Where in the data does the word "strictly" appear? Find those lines and copy them.

[[ MATERIAL FOR THIS EXERCISE, beginning ]]

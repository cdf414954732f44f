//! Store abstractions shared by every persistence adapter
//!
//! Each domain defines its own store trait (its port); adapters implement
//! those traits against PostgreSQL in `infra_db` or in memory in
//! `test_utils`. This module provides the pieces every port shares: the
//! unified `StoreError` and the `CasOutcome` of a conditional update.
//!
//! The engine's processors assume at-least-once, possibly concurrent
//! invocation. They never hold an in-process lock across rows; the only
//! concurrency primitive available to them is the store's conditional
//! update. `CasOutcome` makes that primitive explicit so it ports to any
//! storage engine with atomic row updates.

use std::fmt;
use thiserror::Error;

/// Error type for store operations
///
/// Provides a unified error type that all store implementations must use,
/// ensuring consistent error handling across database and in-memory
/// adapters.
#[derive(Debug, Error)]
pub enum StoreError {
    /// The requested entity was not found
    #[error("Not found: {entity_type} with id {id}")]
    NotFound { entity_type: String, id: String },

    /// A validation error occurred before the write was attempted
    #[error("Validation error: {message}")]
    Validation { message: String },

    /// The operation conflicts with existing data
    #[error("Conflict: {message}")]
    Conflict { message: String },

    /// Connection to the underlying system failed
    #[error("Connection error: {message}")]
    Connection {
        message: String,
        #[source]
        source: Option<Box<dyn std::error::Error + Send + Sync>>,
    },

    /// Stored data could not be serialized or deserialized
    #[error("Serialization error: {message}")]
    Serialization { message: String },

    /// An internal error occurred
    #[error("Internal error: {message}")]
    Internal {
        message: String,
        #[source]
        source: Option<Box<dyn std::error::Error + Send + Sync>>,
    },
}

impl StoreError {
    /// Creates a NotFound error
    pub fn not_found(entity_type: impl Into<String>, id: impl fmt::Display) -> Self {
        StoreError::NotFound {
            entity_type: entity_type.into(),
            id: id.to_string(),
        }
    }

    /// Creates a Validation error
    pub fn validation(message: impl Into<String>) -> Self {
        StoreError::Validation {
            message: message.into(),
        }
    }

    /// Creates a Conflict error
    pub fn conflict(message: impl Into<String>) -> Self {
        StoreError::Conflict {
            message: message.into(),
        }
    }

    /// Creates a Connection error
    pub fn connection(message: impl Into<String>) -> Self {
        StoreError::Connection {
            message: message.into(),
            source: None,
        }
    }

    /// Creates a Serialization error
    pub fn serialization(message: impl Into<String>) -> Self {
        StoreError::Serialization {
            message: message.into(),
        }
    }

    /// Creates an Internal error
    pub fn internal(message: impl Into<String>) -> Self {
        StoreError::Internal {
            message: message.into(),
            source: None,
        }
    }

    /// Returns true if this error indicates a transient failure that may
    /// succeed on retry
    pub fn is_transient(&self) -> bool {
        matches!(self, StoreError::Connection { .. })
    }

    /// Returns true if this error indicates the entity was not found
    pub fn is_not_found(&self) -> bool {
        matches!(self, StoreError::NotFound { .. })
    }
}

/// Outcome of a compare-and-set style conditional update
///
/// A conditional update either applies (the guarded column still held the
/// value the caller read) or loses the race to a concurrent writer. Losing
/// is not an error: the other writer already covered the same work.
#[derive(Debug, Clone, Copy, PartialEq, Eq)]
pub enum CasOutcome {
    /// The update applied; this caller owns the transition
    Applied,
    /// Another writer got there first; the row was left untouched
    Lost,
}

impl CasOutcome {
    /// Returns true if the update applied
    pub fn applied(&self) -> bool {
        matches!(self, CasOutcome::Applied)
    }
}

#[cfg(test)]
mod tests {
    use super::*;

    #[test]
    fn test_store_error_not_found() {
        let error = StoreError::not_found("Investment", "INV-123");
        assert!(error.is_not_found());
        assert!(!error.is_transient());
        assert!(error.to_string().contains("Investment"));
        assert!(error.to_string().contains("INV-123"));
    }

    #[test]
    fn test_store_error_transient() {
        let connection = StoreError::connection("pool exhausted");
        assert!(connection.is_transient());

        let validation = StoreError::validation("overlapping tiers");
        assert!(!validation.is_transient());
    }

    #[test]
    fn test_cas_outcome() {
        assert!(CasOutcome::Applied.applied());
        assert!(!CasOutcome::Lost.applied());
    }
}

[[ MATERIAL FOR THIS EXERCISE, end ]]
[[ MATERIAL FOR THIS EXERCISE, beginning ]]

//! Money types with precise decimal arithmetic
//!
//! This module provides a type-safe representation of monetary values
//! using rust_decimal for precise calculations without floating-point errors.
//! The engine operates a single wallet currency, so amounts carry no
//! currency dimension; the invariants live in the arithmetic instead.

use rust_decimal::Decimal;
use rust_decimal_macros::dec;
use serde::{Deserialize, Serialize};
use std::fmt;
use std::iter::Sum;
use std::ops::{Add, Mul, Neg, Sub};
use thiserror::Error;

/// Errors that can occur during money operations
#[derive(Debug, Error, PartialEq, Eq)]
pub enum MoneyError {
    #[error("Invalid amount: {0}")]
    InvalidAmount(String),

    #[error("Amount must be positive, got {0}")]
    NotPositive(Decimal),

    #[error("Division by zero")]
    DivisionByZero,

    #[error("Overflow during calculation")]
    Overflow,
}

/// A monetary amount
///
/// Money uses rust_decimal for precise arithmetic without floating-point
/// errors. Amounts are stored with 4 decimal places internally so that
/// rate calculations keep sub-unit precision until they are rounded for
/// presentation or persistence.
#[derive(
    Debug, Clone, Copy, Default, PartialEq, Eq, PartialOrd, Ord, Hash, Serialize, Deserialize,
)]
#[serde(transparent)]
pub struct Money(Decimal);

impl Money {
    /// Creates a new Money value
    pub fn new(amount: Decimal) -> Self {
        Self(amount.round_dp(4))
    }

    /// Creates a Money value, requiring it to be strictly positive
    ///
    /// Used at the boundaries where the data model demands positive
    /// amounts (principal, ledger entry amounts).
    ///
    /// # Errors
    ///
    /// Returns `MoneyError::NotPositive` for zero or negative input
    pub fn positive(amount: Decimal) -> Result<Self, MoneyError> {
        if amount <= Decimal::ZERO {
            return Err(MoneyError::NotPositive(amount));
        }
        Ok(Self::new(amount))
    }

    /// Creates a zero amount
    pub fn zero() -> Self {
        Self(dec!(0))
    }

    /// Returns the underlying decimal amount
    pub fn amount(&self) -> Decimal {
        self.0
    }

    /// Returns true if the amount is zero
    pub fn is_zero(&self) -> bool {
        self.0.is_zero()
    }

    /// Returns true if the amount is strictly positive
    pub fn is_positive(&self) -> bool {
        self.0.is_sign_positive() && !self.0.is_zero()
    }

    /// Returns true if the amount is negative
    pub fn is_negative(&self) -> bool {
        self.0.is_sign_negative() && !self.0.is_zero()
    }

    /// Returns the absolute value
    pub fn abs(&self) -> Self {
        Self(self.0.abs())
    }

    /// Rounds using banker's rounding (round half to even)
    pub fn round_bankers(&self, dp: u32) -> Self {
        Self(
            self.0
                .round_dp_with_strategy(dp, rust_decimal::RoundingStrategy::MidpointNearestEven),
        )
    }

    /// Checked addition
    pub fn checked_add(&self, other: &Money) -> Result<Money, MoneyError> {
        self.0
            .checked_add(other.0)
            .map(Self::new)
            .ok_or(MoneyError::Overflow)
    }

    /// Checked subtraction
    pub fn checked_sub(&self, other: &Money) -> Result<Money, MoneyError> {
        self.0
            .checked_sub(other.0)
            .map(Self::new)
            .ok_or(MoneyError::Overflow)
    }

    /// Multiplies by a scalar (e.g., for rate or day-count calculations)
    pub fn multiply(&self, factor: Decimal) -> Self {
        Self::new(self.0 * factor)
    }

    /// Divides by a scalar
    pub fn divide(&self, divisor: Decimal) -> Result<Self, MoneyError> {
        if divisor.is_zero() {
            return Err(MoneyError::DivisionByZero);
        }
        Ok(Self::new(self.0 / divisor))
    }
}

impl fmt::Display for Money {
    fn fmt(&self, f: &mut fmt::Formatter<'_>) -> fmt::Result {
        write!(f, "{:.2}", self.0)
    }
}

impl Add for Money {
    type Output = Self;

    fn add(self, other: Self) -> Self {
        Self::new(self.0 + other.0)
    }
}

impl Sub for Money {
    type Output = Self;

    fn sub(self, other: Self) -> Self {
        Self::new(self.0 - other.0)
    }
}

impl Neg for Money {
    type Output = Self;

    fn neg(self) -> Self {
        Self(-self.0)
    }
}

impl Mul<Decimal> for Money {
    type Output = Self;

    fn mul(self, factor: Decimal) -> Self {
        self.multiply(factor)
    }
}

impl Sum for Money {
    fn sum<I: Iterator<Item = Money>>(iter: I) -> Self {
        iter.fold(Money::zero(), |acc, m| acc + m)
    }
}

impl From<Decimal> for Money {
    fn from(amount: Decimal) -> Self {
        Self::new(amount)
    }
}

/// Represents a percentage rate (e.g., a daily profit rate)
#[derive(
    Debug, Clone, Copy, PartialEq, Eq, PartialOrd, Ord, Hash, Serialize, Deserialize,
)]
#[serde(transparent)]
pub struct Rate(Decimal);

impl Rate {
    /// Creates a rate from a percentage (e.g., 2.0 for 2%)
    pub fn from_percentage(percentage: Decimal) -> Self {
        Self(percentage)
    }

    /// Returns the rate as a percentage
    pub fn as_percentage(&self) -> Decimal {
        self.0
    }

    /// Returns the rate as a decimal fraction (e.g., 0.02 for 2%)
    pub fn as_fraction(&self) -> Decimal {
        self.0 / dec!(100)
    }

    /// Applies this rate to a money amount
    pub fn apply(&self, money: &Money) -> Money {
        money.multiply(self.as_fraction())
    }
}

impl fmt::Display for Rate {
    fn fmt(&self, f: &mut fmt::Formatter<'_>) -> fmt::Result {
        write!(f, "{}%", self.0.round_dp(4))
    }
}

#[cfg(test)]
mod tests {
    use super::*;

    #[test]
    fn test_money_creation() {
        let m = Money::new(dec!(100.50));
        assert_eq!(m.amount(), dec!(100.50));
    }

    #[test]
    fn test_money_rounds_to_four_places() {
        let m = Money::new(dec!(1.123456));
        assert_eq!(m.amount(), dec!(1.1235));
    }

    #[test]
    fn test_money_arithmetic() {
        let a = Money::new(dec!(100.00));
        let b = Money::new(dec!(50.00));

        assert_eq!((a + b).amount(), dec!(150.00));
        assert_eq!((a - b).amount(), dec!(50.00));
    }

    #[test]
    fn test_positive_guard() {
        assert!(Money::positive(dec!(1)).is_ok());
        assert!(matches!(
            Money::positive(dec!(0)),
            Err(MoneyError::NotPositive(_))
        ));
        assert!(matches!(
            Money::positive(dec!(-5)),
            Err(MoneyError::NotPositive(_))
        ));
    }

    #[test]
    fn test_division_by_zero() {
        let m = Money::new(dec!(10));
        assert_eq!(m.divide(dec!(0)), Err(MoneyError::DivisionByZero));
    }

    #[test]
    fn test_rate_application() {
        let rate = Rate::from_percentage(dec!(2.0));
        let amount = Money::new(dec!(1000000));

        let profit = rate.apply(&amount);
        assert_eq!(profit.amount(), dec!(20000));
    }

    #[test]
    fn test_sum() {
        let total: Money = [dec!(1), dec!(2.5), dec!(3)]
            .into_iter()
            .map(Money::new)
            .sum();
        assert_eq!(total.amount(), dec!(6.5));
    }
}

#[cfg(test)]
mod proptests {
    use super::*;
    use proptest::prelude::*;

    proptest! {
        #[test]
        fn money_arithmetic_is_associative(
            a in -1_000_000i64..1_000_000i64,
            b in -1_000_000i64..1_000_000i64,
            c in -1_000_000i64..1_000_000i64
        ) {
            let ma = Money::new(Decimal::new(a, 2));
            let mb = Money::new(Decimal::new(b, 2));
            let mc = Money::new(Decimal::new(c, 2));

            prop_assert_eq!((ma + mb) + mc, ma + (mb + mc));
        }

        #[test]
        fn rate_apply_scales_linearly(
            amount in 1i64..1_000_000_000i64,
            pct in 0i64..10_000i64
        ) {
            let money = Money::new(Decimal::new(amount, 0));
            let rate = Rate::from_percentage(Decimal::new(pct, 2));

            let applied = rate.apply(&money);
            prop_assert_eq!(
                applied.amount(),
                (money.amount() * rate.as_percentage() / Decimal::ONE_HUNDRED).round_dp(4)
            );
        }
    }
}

[[ MATERIAL FOR THIS EXERCISE, end ]]
[[ MATERIAL FOR THIS EXERCISE, beginning ]]

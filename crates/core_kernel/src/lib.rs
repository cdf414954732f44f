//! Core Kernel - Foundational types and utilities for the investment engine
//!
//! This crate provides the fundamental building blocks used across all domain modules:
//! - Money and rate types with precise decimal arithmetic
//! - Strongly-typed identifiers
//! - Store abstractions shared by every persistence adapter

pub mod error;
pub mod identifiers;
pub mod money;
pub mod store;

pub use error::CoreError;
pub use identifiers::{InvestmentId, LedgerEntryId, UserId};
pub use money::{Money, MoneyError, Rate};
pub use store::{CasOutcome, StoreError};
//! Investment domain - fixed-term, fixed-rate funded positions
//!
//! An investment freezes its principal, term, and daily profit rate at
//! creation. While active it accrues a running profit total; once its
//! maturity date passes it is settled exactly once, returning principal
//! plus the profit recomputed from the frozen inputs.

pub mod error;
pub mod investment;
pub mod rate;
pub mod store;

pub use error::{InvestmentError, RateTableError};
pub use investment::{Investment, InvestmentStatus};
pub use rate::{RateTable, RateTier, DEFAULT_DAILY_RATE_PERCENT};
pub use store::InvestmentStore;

[[ MATERIAL FOR THIS EXERCISE, end ]]

• [EXERCISE RESULT]
    /// Creates a Money value, requiring it to be strictly positive
    /// Returns true if the amount is strictly positive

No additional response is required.